[Supplied data Boundary: Start]
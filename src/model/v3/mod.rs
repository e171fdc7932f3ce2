//! OpenAPI 3.0 and 3.1 objects.

mod components;
mod document;
mod link;
mod operation;
mod path_item;
mod paths;
mod response;
mod security;
mod server;

pub use components::Components;
pub use document::Document;
pub use link::Link;
pub use operation::Operation;
pub use path_item::PathItem;
pub use paths::Paths;
pub use response::{Header, Response, Responses};
pub use security::SecurityRequirement;
pub use server::{Server, ServerVariable};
[Supplied data Boundary: End]
> **About this exercise**:
Please transcribe the records in full, keeping every word as it is.

> **Reply**:
filename src/model/v3/mod.rs
repository e171fdc7932f3ce2
//! OpenAPI 3.0 and 3.1 objects.

mod components;
mod document;
mod link;
mod operation;
mod path_item;
mod paths;
mod response;
mod security;
mod server;

pub use components::Components;
pub use document::Document;
pub use link::Link;
pub use operation::Operation;
pub use path_item::PathItem;
pub use paths::Paths;
pub use response::{Header, Response, Responses};
pub use security::SecurityRequirement;
pub use server::{Server, ServerVariable};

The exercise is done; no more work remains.